* _How to complete this task_:
Look through the records below, and copy out every line that holds the string "removed".

* _Provided data_:
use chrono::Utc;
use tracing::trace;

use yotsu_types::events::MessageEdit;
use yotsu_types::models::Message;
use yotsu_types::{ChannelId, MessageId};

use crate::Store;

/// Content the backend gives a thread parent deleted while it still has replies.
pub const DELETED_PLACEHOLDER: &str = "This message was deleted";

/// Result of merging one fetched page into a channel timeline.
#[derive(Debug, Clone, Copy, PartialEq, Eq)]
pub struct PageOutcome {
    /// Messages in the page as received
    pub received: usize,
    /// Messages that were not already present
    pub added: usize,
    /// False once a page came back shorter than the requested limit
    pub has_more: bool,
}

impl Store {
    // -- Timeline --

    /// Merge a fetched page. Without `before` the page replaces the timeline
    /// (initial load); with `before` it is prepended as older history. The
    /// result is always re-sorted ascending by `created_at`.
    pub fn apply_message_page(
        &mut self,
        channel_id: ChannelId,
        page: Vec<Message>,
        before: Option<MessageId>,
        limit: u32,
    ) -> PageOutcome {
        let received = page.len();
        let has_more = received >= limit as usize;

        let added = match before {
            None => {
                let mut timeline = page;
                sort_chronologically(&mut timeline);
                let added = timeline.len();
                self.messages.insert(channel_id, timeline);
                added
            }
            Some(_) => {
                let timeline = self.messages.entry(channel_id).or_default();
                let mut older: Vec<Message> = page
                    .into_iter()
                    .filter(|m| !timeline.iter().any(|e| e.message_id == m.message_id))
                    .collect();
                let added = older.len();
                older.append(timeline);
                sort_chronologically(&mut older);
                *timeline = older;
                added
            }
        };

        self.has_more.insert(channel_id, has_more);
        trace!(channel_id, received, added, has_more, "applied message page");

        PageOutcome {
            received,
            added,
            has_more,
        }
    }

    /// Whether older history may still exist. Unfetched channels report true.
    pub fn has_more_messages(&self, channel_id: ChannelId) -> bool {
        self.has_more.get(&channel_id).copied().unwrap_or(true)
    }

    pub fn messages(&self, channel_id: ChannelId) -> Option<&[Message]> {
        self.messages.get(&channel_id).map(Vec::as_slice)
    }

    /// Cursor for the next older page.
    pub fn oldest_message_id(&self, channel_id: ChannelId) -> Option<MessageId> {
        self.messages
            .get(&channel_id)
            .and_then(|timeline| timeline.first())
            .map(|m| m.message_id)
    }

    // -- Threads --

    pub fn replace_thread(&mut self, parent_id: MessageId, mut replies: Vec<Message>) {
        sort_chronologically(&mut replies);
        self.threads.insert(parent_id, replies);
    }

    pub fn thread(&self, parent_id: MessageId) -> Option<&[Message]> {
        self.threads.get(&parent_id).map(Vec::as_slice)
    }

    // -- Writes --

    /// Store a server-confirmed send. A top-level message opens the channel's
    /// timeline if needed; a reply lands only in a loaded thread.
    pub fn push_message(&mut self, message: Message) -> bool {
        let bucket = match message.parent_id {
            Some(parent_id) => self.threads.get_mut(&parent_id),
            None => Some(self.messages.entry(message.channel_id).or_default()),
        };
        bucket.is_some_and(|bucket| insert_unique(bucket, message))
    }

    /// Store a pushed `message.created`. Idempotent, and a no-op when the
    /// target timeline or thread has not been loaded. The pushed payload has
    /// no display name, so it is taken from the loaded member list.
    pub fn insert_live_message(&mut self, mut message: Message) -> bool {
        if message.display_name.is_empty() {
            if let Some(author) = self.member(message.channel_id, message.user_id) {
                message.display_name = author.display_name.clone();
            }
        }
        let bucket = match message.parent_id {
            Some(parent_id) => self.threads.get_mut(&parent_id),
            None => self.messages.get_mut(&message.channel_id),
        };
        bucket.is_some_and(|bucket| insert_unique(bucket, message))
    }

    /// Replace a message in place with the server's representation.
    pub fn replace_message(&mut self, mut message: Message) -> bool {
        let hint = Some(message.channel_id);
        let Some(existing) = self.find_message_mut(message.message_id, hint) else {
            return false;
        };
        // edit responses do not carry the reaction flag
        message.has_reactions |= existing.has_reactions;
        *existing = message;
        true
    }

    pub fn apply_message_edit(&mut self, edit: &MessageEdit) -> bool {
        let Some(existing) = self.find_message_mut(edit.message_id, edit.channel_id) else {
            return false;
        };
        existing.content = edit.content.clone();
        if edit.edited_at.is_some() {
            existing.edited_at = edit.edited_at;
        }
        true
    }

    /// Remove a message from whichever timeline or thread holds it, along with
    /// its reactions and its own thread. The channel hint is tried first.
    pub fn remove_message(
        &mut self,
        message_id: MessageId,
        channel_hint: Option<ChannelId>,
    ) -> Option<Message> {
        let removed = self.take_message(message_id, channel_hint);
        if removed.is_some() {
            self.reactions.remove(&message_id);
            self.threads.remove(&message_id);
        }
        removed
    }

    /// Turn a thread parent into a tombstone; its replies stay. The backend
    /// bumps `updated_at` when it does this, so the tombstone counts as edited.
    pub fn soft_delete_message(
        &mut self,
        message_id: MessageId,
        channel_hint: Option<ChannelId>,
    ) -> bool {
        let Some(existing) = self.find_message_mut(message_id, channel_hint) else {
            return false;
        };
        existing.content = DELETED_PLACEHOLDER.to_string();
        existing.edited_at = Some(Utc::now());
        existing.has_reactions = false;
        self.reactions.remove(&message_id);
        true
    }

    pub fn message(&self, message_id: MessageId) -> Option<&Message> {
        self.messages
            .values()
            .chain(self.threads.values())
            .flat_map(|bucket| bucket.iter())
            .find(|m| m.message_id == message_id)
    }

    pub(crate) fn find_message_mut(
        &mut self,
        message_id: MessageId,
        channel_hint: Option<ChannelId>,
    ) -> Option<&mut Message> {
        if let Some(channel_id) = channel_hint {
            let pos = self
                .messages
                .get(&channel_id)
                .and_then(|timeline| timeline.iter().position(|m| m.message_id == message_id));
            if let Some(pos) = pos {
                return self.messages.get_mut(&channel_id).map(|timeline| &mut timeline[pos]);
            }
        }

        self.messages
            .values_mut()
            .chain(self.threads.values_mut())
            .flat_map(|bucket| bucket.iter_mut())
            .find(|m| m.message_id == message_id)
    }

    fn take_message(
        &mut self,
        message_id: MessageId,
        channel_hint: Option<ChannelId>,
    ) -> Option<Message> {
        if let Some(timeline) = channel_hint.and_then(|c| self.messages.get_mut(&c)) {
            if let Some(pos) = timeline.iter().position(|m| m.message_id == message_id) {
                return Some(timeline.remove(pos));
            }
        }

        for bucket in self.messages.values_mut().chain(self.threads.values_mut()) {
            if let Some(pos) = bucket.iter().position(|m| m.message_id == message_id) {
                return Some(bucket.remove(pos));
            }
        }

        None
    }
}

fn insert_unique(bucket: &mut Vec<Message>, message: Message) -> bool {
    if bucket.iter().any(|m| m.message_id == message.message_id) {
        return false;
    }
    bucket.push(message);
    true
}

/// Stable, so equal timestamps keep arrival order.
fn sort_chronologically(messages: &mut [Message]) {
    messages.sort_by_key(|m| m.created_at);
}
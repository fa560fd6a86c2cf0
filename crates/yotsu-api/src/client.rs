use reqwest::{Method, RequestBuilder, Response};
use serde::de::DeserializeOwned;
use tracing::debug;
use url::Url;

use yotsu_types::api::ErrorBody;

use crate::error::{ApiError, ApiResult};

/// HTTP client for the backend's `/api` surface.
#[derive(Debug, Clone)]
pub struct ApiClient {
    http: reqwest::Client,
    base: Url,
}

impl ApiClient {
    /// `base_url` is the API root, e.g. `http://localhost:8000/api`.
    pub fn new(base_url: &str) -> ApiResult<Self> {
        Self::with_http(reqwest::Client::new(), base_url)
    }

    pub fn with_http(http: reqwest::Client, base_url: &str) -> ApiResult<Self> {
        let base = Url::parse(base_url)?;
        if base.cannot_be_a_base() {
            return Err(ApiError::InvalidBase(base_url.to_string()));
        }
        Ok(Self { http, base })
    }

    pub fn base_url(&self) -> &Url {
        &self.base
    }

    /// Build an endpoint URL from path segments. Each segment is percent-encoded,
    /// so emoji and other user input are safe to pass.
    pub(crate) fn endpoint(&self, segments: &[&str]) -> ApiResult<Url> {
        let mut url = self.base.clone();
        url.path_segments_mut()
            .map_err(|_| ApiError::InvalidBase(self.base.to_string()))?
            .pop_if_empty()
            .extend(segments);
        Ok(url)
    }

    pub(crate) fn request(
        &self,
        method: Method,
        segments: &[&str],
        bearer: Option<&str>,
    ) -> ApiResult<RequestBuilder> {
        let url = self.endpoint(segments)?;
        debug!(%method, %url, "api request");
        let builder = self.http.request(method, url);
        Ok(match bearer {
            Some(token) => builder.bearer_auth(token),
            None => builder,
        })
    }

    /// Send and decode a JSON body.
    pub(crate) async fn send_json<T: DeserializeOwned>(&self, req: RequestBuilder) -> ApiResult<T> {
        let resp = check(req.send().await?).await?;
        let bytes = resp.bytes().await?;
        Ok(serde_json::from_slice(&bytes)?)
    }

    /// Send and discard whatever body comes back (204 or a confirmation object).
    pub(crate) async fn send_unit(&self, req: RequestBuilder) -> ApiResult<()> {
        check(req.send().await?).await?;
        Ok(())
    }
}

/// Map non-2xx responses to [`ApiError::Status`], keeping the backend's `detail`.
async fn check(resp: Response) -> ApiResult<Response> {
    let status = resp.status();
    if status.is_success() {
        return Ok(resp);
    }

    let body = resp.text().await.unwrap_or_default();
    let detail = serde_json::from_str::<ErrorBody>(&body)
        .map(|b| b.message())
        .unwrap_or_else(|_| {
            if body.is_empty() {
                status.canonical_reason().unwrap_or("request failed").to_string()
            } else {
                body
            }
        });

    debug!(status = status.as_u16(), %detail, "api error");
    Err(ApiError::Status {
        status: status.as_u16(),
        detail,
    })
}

* _Task result_:
        let removed = self.take_message(message_id, channel_hint);
        if removed.is_some() {
        removed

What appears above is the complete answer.